From the peak of the tech stock bubble in early 2000 to its trough in late 2002, the S&P 500 index as a whole fell 48%. The S&P tech sector alone, however, fell 82%. This is the difference between living to fight another day and not. Six years later the S&P 500 had fully recovered to a new all-time high above its peak in 2000. The tech sector is still down 62%.
Modeling your sector exposure on a broad market index can save you from putting all your eggs into one basket, but it won’t fully immunize your portfolio against the distortions of bubbles.
Is There a Bubble in Your Benchmark?
Most broad, stock market indices are “cap-weighted,” meaning each stock’s relative weight in the index reflects its market capitalization. So, for example, ExxonMobil‘s stock has 166 times the weight in the S&P 500 of Whole Foods Market because Exxon’s market cap is $415 billion while Whole Foods’ is $2.5 billion.
Cap-weighting also means the relative size of the industry sectors in the S&P 500 reflects the aggregate market cap of the stocks in each sector. So if the prices of technology stocks go up more than prices in other sectors, so does the relative size of the tech sector in the S&P 500.

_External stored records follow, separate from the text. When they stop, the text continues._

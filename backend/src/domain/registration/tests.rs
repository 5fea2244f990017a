//! Tests for registration field validation.

use super::*;
use rstest::{fixture, rstest};
use serde_json::json;

fn date(year: i32, month: u32, day: u32) -> NaiveDate {
    NaiveDate::from_ymd_opt(year, month, day).expect("valid calendar date")
}

#[fixture]
fn today() -> NaiveDate {
    date(2026, 10, 19)
}

#[fixture]
fn valid_request() -> RegistrationRequest {
    RegistrationRequest {
        first_name: "Ada".into(),
        last_name: "Lovelace".into(),
        username: "ada_lovelace".into(),
        email: "ada@example.com".into(),
        password: Zeroizing::new("analytical".into()),
        repeat_password: Zeroizing::new("analytical".into()),
        birthdate: "1990-12-10".into(),
    }
}

fn errors_for(request: RegistrationRequest, today: NaiveDate) -> ValidationErrorSet {
    request
        .validate(today)
        .expect_err("request should fail validation")
}

#[rstest]
fn valid_request_passes_and_trims_text_fields(
    mut valid_request: RegistrationRequest,
    today: NaiveDate,
) {
    valid_request.first_name = "  Ada ".into();
    valid_request.email = " ada@example.com\t".into();

    let validated = valid_request.validate(today).expect("valid request");

    assert_eq!(validated.first_name, "Ada");
    assert_eq!(validated.last_name, "Lovelace");
    assert_eq!(validated.username.as_ref(), "ada_lovelace");
    assert_eq!(validated.email.as_ref(), "ada@example.com");
    assert_eq!(validated.password.as_str(), "analytical");
    assert_eq!(validated.birthdate, date(1990, 12, 10));
}

#[rstest]
fn long_text_fields_are_accepted_unchanged(
    mut valid_request: RegistrationRequest,
    today: NaiveDate,
) {
    let long_name = "A".repeat(300);
    valid_request.first_name = long_name.clone();
    valid_request.username = "u".repeat(300);
    valid_request.email = format!("{}@example.com", "a".repeat(300));

    let validated = valid_request.validate(today).expect("no upper length bound");

    assert_eq!(validated.first_name, long_name);
    assert_eq!(validated.username.as_ref().len(), 300);
}

#[rstest]
fn empty_submission_reports_every_required_field(today: NaiveDate) {
    let errors = errors_for(RegistrationRequest::default(), today);

    assert_eq!(errors.get(RegistrationField::FirstName), Some("First name is required."));
    assert_eq!(errors.get(RegistrationField::LastName), Some("Last name is required."));
    assert_eq!(errors.get(RegistrationField::Username), Some("Username is required."));
    assert_eq!(errors.get(RegistrationField::Email), Some("Email is required."));
    assert_eq!(errors.get(RegistrationField::Password), Some("Password is required."));
    assert_eq!(errors.get(RegistrationField::Birthdate), Some("Birthdate is required."));
    // Both passwords are empty, so they still match.
    assert!(!errors.contains(RegistrationField::RepeatPassword));
    assert_eq!(errors.len(), 6);
}

#[rstest]
#[case::first_name(RegistrationField::FirstName)]
#[case::last_name(RegistrationField::LastName)]
#[case::username(RegistrationField::Username)]
#[case::email(RegistrationField::Email)]
#[case::birthdate(RegistrationField::Birthdate)]
fn whitespace_only_fields_count_as_missing(
    mut valid_request: RegistrationRequest,
    today: NaiveDate,
    #[case] field: RegistrationField,
) {
    let blank = "   ".to_owned();
    match field {
        RegistrationField::FirstName => valid_request.first_name = blank,
        RegistrationField::LastName => valid_request.last_name = blank,
        RegistrationField::Username => valid_request.username = blank,
        RegistrationField::Email => valid_request.email = blank,
        RegistrationField::Birthdate => valid_request.birthdate = blank,
        other => panic!("unexpected case {other}"),
    }

    let errors = errors_for(valid_request, today);

    assert_eq!(errors.fields().collect::<Vec<_>>(), vec![field]);
}

#[rstest]
#[case("ada lovelace")]
#[case("ada-lovelace")]
#[case("ada!")]
fn username_outside_token_charset_is_rejected_alongside_other_errors(
    mut valid_request: RegistrationRequest,
    today: NaiveDate,
    #[case] username: &str,
) {
    valid_request.username = username.into();
    valid_request.email = String::new();

    let errors = errors_for(valid_request, today);

    assert_eq!(
        errors.get(RegistrationField::Username),
        Some("Username can only contain letters, numbers, and underscores.")
    );
    assert!(errors.contains(RegistrationField::Email));
}

#[rstest]
#[case::seven_chars("sevench", true)]
#[case::eight_chars("eightchr", false)]
#[case::multibyte_eight_chars("ééééééé1", false)]
fn password_minimum_length_is_eight_characters(
    mut valid_request: RegistrationRequest,
    today: NaiveDate,
    #[case] password: &str,
    #[case] rejected: bool,
) {
    valid_request.password = Zeroizing::new(password.into());
    valid_request.repeat_password = Zeroizing::new(password.into());

    let result = valid_request.validate(today);

    match (rejected, result) {
        (true, Err(errors)) => assert_eq!(
            errors.get(RegistrationField::Password),
            Some("Password must be at least 8 characters long.")
        ),
        (false, Ok(_)) => {}
        (true, Ok(_)) => panic!("expected password length error"),
        (false, Err(errors)) => panic!("unexpected errors: {errors:?}"),
    }
}

#[rstest]
fn mismatched_confirmation_is_reported_even_when_both_are_long_enough(
    mut valid_request: RegistrationRequest,
    today: NaiveDate,
) {
    valid_request.repeat_password = Zeroizing::new("analytica1".into());

    let errors = errors_for(valid_request, today);

    assert_eq!(
        errors.iter().collect::<Vec<_>>(),
        vec![(RegistrationField::RepeatPassword, "Passwords do not match.")]
    );
}

#[rstest]
#[case::exactly_eighteen("2008-10-19", true)]
#[case::one_day_short("2008-10-20", false)]
#[case::well_over("1950-01-01", true)]
#[case::future_date("2040-01-01", false)]
fn birthdate_enforces_minimum_age(
    mut valid_request: RegistrationRequest,
    today: NaiveDate,
    #[case] birthdate: &str,
    #[case] accepted: bool,
) {
    valid_request.birthdate = birthdate.into();

    let result = valid_request.validate(today);

    match (accepted, result) {
        (true, Ok(validated)) => assert_eq!(validated.birthdate.to_string(), birthdate),
        (false, Err(errors)) => assert_eq!(
            errors.get(RegistrationField::Birthdate),
            Some("You must be at least 18 years old.")
        ),
        (true, Err(errors)) => panic!("unexpected errors: {errors:?}"),
        (false, Ok(_)) => panic!("expected age error"),
    }
}

#[rstest]
#[case("19/10/2000")]
#[case("2000-02-30")]
#[case("yesterday")]
fn unparseable_birthdate_is_rejected(
    mut valid_request: RegistrationRequest,
    today: NaiveDate,
    #[case] birthdate: &str,
) {
    valid_request.birthdate = birthdate.into();

    let errors = errors_for(valid_request, today);

    assert_eq!(
        errors.get(RegistrationField::Birthdate),
        Some("Birthdate must be a valid date (YYYY-MM-DD).")
    );
}

#[rstest]
#[case(date(2008, 2, 29), date(2026, 2, 28), 17)]
#[case(date(2008, 2, 29), date(2026, 3, 1), 18)]
#[case(date(2000, 6, 15), date(2026, 6, 14), 25)]
#[case(date(2000, 6, 15), date(2026, 6, 15), 26)]
#[case(date(2030, 1, 1), date(2026, 1, 1), -4)]
fn age_counts_whole_years(
    #[case] birthdate: NaiveDate,
    #[case] today: NaiveDate,
    #[case] expected: i32,
) {
    assert_eq!(age_on(birthdate, today), expected);
}

#[rstest]
fn error_set_keeps_first_message_and_serialises_with_wire_names() {
    let mut errors = ValidationErrorSet::new();
    errors.insert(RegistrationField::RepeatPassword, "Passwords do not match.");
    errors.insert(RegistrationField::FirstName, "First name is required.");
    errors.insert(RegistrationField::FirstName, "ignored");

    assert_eq!(
        serde_json::to_value(&errors).expect("serialise errors"),
        json!({
            "first_name": "First name is required.",
            "repeatPassword": "Passwords do not match.",
        })
    );
    assert_eq!(errors.to_string(), "invalid fields: first_name, repeatPassword");
}

#[rstest]
fn debug_output_never_contains_passwords(valid_request: RegistrationRequest, today: NaiveDate) {
    let rendered = format!("{valid_request:?}");
    assert!(!rendered.contains("analytical"));

    let validated = valid_request.validate(today).expect("valid request");
    assert!(!format!("{validated:?}").contains("analytical"));
}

When the tech stock bubble began gathering steam in 1996, technology shares made up 12% of the S&P 500. At the peak of the bubble, tech accounted for 35% of the index. So even had you weighted your portfolio according to the industry sectors of the S&P 500, you still would have been “chasing the bubble.” That is, as the tech sector grew larger and larger from 1996 through 2000, you would have put more and more of your portfolio into that sector as its share of the overall index increased.
This illustrates the chief criticism of “indexing” strategies in general. When you buy Vanguard’s S&P 500 Index Fund you do get the benefits of sector diversification – that is, you won’t put all your eggs into one sector basket. You will also, however, put more of your money into those shares and sectors that have risen most and less into shares and sectors that have risen least, simply by dint of cap-weighting. In this way, indexing is a “buy-high” strategy. And buying high is what bubbles are made of.
If bubbles are created by people chasing them, then indexers are often a large if unwitting part of the herd. Investors in today’s global financial system must be alert to the risks — both direct and indirect — that asset bubbles pose. They’re likely to be with us for a while. Avoiding them and the herd may mean consciously straying from your index. This may cost you some relative performance over the short-term, but charting a less crowded course can be highly rewarding to your long-term financial health.
* “On the Macroeconomics of Asset Shortages,” proceedings of the 4th ECB Central Banking Conference on “The Role of Money: Money and Monetary Policy in the Twenty-first Century,” Frankfurt, November 2006.